#### Provided records ####
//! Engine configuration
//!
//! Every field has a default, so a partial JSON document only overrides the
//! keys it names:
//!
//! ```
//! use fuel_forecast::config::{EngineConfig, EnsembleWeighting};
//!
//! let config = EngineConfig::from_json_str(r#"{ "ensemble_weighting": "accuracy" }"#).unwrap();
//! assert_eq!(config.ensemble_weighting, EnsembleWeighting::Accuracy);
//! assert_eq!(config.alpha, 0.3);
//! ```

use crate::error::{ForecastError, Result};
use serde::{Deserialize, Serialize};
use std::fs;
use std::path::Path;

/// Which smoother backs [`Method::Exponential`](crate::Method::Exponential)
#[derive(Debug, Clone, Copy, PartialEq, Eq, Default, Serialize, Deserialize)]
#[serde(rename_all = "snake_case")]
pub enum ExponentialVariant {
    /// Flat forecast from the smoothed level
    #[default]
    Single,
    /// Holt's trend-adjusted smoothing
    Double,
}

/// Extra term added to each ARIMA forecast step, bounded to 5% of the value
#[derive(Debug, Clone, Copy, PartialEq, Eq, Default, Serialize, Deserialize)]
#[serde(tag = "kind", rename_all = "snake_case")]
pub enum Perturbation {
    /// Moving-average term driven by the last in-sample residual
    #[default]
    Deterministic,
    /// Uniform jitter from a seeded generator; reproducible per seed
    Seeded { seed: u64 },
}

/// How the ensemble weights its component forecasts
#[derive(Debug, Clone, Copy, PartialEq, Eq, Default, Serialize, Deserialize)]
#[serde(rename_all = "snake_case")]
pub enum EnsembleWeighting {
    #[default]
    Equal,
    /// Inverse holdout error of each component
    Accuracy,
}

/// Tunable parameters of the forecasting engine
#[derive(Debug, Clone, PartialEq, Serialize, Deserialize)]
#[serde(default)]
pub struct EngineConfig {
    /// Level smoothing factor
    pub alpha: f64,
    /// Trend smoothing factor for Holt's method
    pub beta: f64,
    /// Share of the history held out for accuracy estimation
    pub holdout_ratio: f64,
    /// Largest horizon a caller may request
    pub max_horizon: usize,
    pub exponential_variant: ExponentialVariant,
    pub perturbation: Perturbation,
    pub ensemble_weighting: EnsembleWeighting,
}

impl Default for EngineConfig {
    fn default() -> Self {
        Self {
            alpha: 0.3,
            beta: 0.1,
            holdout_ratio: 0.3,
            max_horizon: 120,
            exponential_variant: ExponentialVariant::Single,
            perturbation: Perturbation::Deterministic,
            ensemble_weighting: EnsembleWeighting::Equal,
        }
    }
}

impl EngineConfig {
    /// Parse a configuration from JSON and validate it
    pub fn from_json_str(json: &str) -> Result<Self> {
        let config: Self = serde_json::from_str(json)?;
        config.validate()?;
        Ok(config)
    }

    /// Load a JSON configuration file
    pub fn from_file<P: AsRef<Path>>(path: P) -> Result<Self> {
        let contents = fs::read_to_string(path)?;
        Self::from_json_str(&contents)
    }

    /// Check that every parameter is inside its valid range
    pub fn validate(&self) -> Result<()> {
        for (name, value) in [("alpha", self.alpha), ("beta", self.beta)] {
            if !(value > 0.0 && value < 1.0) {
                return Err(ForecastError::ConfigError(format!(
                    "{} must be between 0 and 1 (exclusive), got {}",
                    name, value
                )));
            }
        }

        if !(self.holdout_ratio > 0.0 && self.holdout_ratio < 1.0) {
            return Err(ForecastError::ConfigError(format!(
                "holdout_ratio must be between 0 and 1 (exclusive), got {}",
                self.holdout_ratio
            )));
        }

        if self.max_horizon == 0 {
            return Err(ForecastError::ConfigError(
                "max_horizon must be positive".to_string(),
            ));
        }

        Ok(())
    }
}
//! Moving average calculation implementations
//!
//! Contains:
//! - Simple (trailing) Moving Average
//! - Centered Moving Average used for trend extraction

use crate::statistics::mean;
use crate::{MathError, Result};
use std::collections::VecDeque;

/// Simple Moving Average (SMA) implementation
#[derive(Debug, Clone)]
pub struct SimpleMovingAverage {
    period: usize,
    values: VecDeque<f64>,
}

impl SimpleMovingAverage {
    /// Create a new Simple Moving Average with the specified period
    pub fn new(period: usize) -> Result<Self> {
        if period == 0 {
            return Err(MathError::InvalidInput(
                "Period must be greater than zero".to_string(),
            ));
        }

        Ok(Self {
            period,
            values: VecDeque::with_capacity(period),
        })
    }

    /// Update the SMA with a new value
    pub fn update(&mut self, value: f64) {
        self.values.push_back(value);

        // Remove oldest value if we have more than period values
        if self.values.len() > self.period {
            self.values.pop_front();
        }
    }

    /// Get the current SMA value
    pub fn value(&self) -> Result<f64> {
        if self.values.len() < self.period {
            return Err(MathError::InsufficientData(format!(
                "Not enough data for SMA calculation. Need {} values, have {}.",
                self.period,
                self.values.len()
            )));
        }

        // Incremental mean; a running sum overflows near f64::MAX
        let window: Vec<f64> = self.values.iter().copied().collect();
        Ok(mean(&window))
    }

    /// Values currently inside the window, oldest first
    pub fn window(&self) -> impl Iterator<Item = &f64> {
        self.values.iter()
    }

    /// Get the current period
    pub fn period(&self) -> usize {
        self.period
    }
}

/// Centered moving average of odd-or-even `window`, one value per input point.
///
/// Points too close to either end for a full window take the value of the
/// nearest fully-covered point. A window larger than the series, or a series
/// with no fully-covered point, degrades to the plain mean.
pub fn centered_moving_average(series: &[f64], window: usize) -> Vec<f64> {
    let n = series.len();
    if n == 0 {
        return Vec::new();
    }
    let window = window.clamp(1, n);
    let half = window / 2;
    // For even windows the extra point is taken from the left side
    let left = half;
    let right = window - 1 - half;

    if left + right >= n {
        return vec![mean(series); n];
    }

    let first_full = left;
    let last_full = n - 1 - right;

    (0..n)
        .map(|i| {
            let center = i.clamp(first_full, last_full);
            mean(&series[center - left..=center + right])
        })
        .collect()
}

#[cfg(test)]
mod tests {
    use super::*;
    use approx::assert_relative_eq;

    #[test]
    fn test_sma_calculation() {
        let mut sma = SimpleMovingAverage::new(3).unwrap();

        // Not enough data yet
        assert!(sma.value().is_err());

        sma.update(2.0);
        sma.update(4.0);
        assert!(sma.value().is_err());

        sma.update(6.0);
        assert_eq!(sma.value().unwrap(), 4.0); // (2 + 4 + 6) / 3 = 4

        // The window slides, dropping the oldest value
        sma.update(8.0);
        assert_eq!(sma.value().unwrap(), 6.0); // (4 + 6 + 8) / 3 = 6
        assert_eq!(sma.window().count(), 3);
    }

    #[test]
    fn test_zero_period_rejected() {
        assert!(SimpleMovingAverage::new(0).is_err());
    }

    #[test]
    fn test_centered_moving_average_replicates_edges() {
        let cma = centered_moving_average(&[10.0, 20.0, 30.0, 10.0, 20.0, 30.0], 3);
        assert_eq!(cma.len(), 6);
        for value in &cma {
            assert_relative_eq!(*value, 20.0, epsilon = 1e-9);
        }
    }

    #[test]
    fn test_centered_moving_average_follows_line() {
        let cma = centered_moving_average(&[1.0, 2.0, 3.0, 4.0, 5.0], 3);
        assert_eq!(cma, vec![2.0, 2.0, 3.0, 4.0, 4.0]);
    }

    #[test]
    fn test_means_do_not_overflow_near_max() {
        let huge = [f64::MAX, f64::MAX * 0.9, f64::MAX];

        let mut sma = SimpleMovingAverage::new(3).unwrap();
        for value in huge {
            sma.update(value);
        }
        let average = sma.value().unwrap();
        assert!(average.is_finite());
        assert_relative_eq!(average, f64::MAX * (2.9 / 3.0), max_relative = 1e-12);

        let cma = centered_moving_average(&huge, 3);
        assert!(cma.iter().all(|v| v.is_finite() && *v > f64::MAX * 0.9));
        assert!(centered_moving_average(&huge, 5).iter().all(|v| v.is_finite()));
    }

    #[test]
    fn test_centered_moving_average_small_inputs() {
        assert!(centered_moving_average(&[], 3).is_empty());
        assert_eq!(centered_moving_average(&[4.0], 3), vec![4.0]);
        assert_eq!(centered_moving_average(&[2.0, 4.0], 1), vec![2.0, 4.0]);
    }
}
####
Lines in the data that include the word "struct" should all be copied.

pub struct EngineConfig {
pub struct SimpleMovingAverage {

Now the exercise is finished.